Configuration in genDRRV2.py

  1. x-ray projector information
# 01: 1, 02: 0.5
focal_lenght = 1000
# Define projector for generation of DRR from 3D model (Digitally Reconstructed Radiographs)
projector_info = {'Name': 'SiddonGpu', 
                  'threadsPerBlock_x': 16,
                  'threadsPerBlock_y': 16,
                  'threadsPerBlock_z': 1,
                  'focal_lenght': focal_lenght,
                  'DRRspacing_x': 0.2756, # 0.5, 1
                  'DRRspacing_y': 0.2756,
                  'DRR_ppx': 3.6180,
                  'DRR_ppy': 3.6180,
                  'DRRsize_x': 1024,
                  'DRRsize_y': 1024,
                  }

  1. Enabling the synthesis of multiple DRRs from a single CT volume by setting the pose of CT volume within virtual imaging system
def get_random_transform():
    transform_parameters = [0,0,0,0,0,0]
    index = random.randint(0,10000) % 6
    if index == 0:
        high_alpha_x, low_alpha_x = 45, -45
        alpha_x = random.randint(low_alpha_x, high_alpha_x) / 180.0 * 3.14
        transform_parameters = [alpha_x, 0, 0, 0, 0, 0]
    elif index == 1:
        high_alpha_z, low_alpha_z = 45, -45
        alpha_z = random.randint(low_alpha_z, high_alpha_z) / 180.0 * 3.14
        transform_parameters = [0, 0, alpha_z, 0, 0, 0]        
    elif index == 2:
        high_alpha_y, low_alpha_y = 30, 0
        alpha_y = random.randint(low_alpha_y, high_alpha_y) / 180.0 * 3.14
        transform_parameters = [0, alpha_y, 0, 0, 0, 0]
    elif index == 3: 
        transform_parameters = [0, 0, 0, random.randint(-100, 100), 0, 0]
    elif index == 4: 
        transform_parameters = [0, 0, 0, 0, random.randint(0, 100), 0]    
    else: 
        transform_parameters = [0, 0, 0, 0, 0, random.randint(-100, 100)]

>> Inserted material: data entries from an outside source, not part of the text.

impl Ledger {
    pub fn new() -> Self {
        Ledger {
            world: World::new(0),
            true_atoms: Vec::default(),
            unsat: Vec::default(),
            unsat_positions: Vec::default(),
            bottlenecks: Vec::default(),
            bottleneck_positions: Vec::default(),
            satisfied: Vec::default(),
            satisfied_positions: Vec::default(),
            active: Vec::default(),
            uns_sum: 0.0,
            hard_weight: 0.0,
            formula_stamps: Vec::default(),
            atom_stamps: Vec::default(),
            stamp: 0,
        }
    }

    /// The current world.
    pub fn world(&self) -> &World {
        &self.world
    }

    /// Replaces the current world.
    ///
    /// The indices are stale until the next [rebuild](Ledger::rebuild).
    pub(crate) fn install_world(&mut self, world: World) {
        self.world = world;
    }

    /// The sum of the effective weights of all unsatisfied active formulas.
    pub fn uns_sum(&self) -> Weight {
        self.uns_sum
    }

    /// The effective weight of hard formulas, resolved at the last rebuild.
    pub fn hard_weight(&self) -> Weight {
        self.hard_weight
    }

    /// The clauses with no true literal, in no particular order.
    pub fn unsat_clauses(&self) -> &[ClauseIndex] {
        &self.unsat
    }

    /// Whether the given clause has no true literal.
    pub fn is_unsat(&self, clause: ClauseIndex) -> bool {
        self.unsat_positions[clause as usize] != NO_POSITION
    }

    /// The atoms whose literal in the given clause is true.
    pub fn true_atoms_of(&self, clause: ClauseIndex) -> &[Atom] {
        &self.true_atoms[clause as usize]
    }

    /// The clauses for which the given atom is the sole true literal.
    pub fn bottlenecks_of(&self, atom: Atom) -> &[ClauseIndex] {
        &self.bottlenecks[atom as usize]
    }

    /// The satisfied clauses of the given formula.
    pub fn satisfied_of(&self, formula: FormulaIndex) -> &[ClauseIndex] {
        &self.satisfied[formula as usize]
    }

    /// Whether every clause of the given formula is satisfied.
    pub fn formula_satisfied(&self, formula: FormulaIndex, clause_db: &ClauseDB) -> bool {
        self.satisfied[formula as usize].len() == clause_db.formula(formula).clause_count()
    }

    /// Whether the given formula is active.
    pub fn formula_is_active(&self, formula: FormulaIndex) -> bool {
        self.active[formula as usize]
    }

    /// The activity of each formula, indexed by formula.
    pub fn active_mask(&self) -> &[bool] {
        &self.active
    }

    /// Activates every formula.
    pub(crate) fn activate_all(&mut self) {
        self.active.fill(true);
    }

    /// Sets the activity of the given formula.
    pub(crate) fn set_active(&mut self, formula: FormulaIndex, active: bool) {
        self.active[formula as usize] = active;
    }

    /// Resizes the ledger against the given clause database and count of atoms.
    ///
    /// Fresh formulas are active, and the indices are stale until the next [rebuild](Ledger::rebuild).
    pub(crate) fn resize(&mut self, clause_db: &ClauseDB, atom_count: usize) {
        let clause_count = clause_db.clause_count();
        let formula_count = clause_db.formula_count();

        self.world.resize(atom_count);
        self.true_atoms.resize(clause_count, Vec::default());
        self.unsat_positions.resize(clause_count, NO_POSITION);
        self.bottlenecks.resize(atom_count, Vec::default());
        self.bottleneck_positions.resize(clause_count, NO_POSITION);
        self.satisfied.resize(formula_count, Vec::default());
        self.satisfied_positions.resize(clause_count, NO_POSITION);
        self.active.resize(formula_count, true);
        self.formula_stamps.resize(formula_count, 0);
        self.atom_stamps.resize(atom_count, 0);
    }

    /// Rebuilds every index and the running sum by a single scan of the active formulas, against the current world.
    pub fn rebuild(&mut self, clause_db: &ClauseDB) {
        self.hard_weight = clause_db.hard_weight();
        self.uns_sum = 0.0;

        self.unsat.clear();
        self.unsat_positions.fill(NO_POSITION);
        self.bottleneck_positions.fill(NO_POSITION);
        self.satisfied_positions.fill(NO_POSITION);
        for list in &mut self.bottlenecks {
            list.clear();
        }
        for list in &mut self.satisfied {
            list.clear();
        }
        for list in &mut self.true_atoms {
            list.clear();
        }

        for index in 0..clause_db.formula_count() {
            let formula = index as FormulaIndex;
            if !self.active[index] {
                continue;
            }

            let mut complete = true;
            for position in 0..clause_db.formula(formula).clause_count() {
                let clause = clause_db.formula(formula).clauses()[position];

                for literal in clause_db.clause(clause).clause().literals() {
                    if self.world.value_of(literal.atom()) == literal.polarity() {
                        self.true_atoms[clause as usize].push(literal.atom());
                    }
                }

                match self.true_atoms[clause as usize].len() {
                    0 => {
                        self.unsat_insert(clause);
                        complete = false;
                    }
                    count => {
                        self.satisfied_insert(formula, clause);
                        if count == 1 {
                            let sole = self.true_atoms[clause as usize][0];
                            self.bottleneck_insert(sole, clause);
                        }
                    }
                }
            }

            if !complete {
                let weight = self.formula_weight(formula, clause_db);
                self.uns_sum += weight;
            }
        }

        log::debug!(target: targets::LEDGER, "Rebuilt: {} unsatisfied clauses, sum {}", self.unsat.len(), self.uns_sum);
    }

    /// The effective weight of the given formula, the hard weight for hard formulas.
    pub fn formula_weight(&self, formula: FormulaIndex, clause_db: &ClauseDB) -> Weight {
        let db_formula = clause_db.formula(formula);
        match db_formula.is_hard() {
            true => self.hard_weight,
            false => db_formula.weight(),
        }
    }

    /// Inverts the value of the given atom and revises every index and the running sum.
    ///
    /// The clauses touched are exactly those of the atom's occurrence lists, skipping clauses of inactive formulas.
    ///
    /// Evidence atoms must not be flipped, an obligation on [move generation](crate::procedures::moves) rather than the ledger.
    pub fn flip(&mut self, atom: Atom, clause_db: &ClauseDB) {
        let previous = self.world.value_of(atom);
        self.world.set_value(atom, !previous);

        // Clauses in which the literal on the atom was true.
        for &clause in clause_db.occurrences(atom, previous) {
            let formula = clause_db.clause(clause).formula();
            if !self.active[formula as usize] {
                continue;
            }

            self.true_atom_remove(clause, atom);
            match self.true_atoms[clause as usize].len() {
                0 => {
                    self.bottleneck_remove(atom, clause);
                    let was_complete = self.formula_satisfied(formula, clause_db);
                    self.satisfied_remove(formula, clause);
                    self.unsat_insert(clause);
                    if was_complete {
                        let weight = self.formula_weight(formula, clause_db);
                        self.uns_sum += weight;
                    }
                }
                1 => {
                    let sole = self.true_atoms[clause as usize][0];
                    self.bottleneck_insert(sole, clause);
                }
                _ => {}
            }
        }

        // Clauses in which the literal on the atom was false.
        for &clause in clause_db.occurrences(atom, !previous) {
            let formula = clause_db.clause(clause).formula();
            if !self.active[formula as usize] {
                continue;
            }

            match self.true_atoms[clause as usize].len() {
                0 => {
                    self.unsat_remove(clause);
                    self.bottleneck_insert(atom, clause);
                    self.satisfied_insert(formula, clause);
                    if self.formula_satisfied(formula, clause_db) {
                        let weight = self.formula_weight(formula, clause_db);
                        self.uns_sum -= weight;
                    }
                }
                1 => {
                    let sole = self.true_atoms[clause as usize][0];
                    self.bottleneck_remove(sole, clause);
                }
                _ => {}
            }
            self.true_atom_insert(clause, atom);
        }
    }

    /// An estimate by the given method of the change to the running sum of flipping the given atom, without the flip.
    pub fn flip_delta(&mut self, atom: Atom, clause_db: &ClauseDB, method: CostMethod) -> Weight {
        match method {
            CostMethod::PerClause => self.delta_by(atom, clause_db, false),
            CostMethod::PerFormula => self.delta_by(atom, clause_db, true),
            CostMethod::Hybrid => {
                let delta = self.delta_by(atom, clause_db, true);
                match delta == 0.0 {
                    true => self.delta_by(atom, clause_db, false),
                    false => delta,
                }
            }
        }
    }

    /// The flip delta of the given atom, counting whole formula weights once if `by_formula` and clause shares otherwise.
    ///
    /// Clauses the flip would unsatisfy are exactly those bottlenecked by the atom, and clauses the flip would newly satisfy are the unsatisfied occurrences of the opposing polarity, so one pass over the atom's occurrences suffices.
    fn delta_by(&mut self, atom: Atom, clause_db: &ClauseDB, by_formula: bool) -> Weight {
        self.stamp += 1;
        let value = self.world.value_of(atom);
        let mut delta = 0.0;

        for position in 0..self.bottlenecks[atom as usize].len() {
            let clause = self.bottlenecks[atom as usize][position];
            let formula = clause_db.clause(clause).formula();
            match by_formula {
                true => {
                    if self.formula_stamps[formula as usize] != self.stamp {
                        self.formula_stamps[formula as usize] = self.stamp;
                        delta += self.formula_weight(formula, clause_db);
                    }
                }
                false => delta += self.clause_share(clause, clause_db),
            }
        }

        for &clause in clause_db.occurrences(atom, !value) {
            let formula = clause_db.clause(clause).formula();
            if !self.active[formula as usize] || !self.true_atoms[clause as usize].is_empty() {
                continue;
            }
            match by_formula {
                true => {
                    if self.formula_stamps[formula as usize] != self.stamp {
                        self.formula_stamps[formula as usize] = self.stamp;
                        delta -= self.formula_weight(formula, clause_db);
                    }
                }
                false => delta -= self.clause_share(clause, clause_db),
            }
        }

        delta
    }

    /// The given clause's share of its formula's effective weight, the weight split evenly over the formula's clauses.
    fn clause_share(&self, clause: ClauseIndex, clause_db: &ClauseDB) -> Weight {
        let formula = clause_db.clause(clause).formula();
        let weight = self.formula_weight(formula, clause_db);
        weight / clause_db.formula(formula).clause_count() as Weight
    }

    /// A stamp fresh to every formula and atom.
    pub(crate) fn fresh_stamp(&mut self) -> u64 {
        self.stamp += 1;
        self.stamp
    }

    /// Stamps the given atom, true if the atom did not already carry the stamp.
    pub(crate) fn stamp_atom(&mut self, atom: Atom, stamp: u64) -> bool {
        match self.atom_stamps[atom as usize] == stamp {
            true => false,
            false => {
                self.atom_stamps[atom as usize] = stamp;
                true
            }
        }
    }

    fn unsat_insert(&mut self, clause: ClauseIndex) {
        self.unsat_positions[clause as usize] = self.unsat.len() as u32;
        self.unsat.push(clause);
    }

    fn unsat_remove(&mut self, clause: ClauseIndex) {
        let position = self.unsat_positions[clause as usize] as usize;
        self.unsat_positions[clause as usize] = NO_POSITION;
        self.unsat.swap_remove(position);
        if let Some(&relocated) = self.unsat.get(position) {
            self.unsat_positions[relocated as usize] = position as u32;
        }
    }

    fn satisfied_insert(&mut self, formula: FormulaIndex, clause: ClauseIndex) {
        let list = &mut self.satisfied[formula as usize];
        self.satisfied_positions[clause as usize] = list.len() as u32;
        list.push(clause);
    }

    fn satisfied_remove(&mut self, formula: FormulaIndex, clause: ClauseIndex) {
        let position = self.satisfied_positions[clause as usize] as usize;
        self.satisfied_positions[clause as usize] = NO_POSITION;
        let list = &mut self.satisfied[formula as usize];
        list.swap_remove(position);
        if let Some(&relocated) = list.get(position) {
            self.satisfied_positions[relocated as usize] = position as u32;
        }
    }

    fn bottleneck_insert(&mut self, atom: Atom, clause: ClauseIndex) {
        let list = &mut self.bottlenecks[atom as usize];
        self.bottleneck_positions[clause as usize] = list.len() as u32;
        list.push(clause);
    }

    fn bottleneck_remove(&mut self, atom: Atom, clause: ClauseIndex) {
        let position = self.bottleneck_positions[clause as usize] as usize;
        self.bottleneck_positions[clause as usize] = NO_POSITION;
        let list = &mut self.bottlenecks[atom as usize];
        list.swap_remove(position);
        if let Some(&relocated) = list.get(position) {
            self.bottleneck_positions[relocated as usize] = position as u32;
        }
    }

    fn true_atom_insert(&mut self, clause: ClauseIndex, atom: Atom) {
        self.true_atoms[clause as usize].push(atom);
    }

    fn true_atom_remove(&mut self, clause: ClauseIndex, atom: Atom) {
        let list = &mut self.true_atoms[clause as usize];
        if let Some(position) = list.iter().position(|member| *member == atom) {
            list.swap_remove(position);
        }
    }
}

    print(transform_parameters)

    return transform_parameters
  1. The synthesis of normal DRRs by setting w0 = w1 = 24.0 and w2 = 1.0
def gen_drr_img():

    random.seed(2020)

    ClassWeights = [24.0, 24.0, 1.0]
    ...
  1. CT volumes with annotation volumes
model_filepaths = ["../../data/volume/IMG/coronacases_%03d.nii.gz" % (i+1) for i in range(10)]

model_maskpaths = ["../../data/volume/GT/coronacases_%03d.nii.gz" % (i+1) for i in range(10)]

the synthesis of infection-aware DRRs

python3.6 genDRRV2.py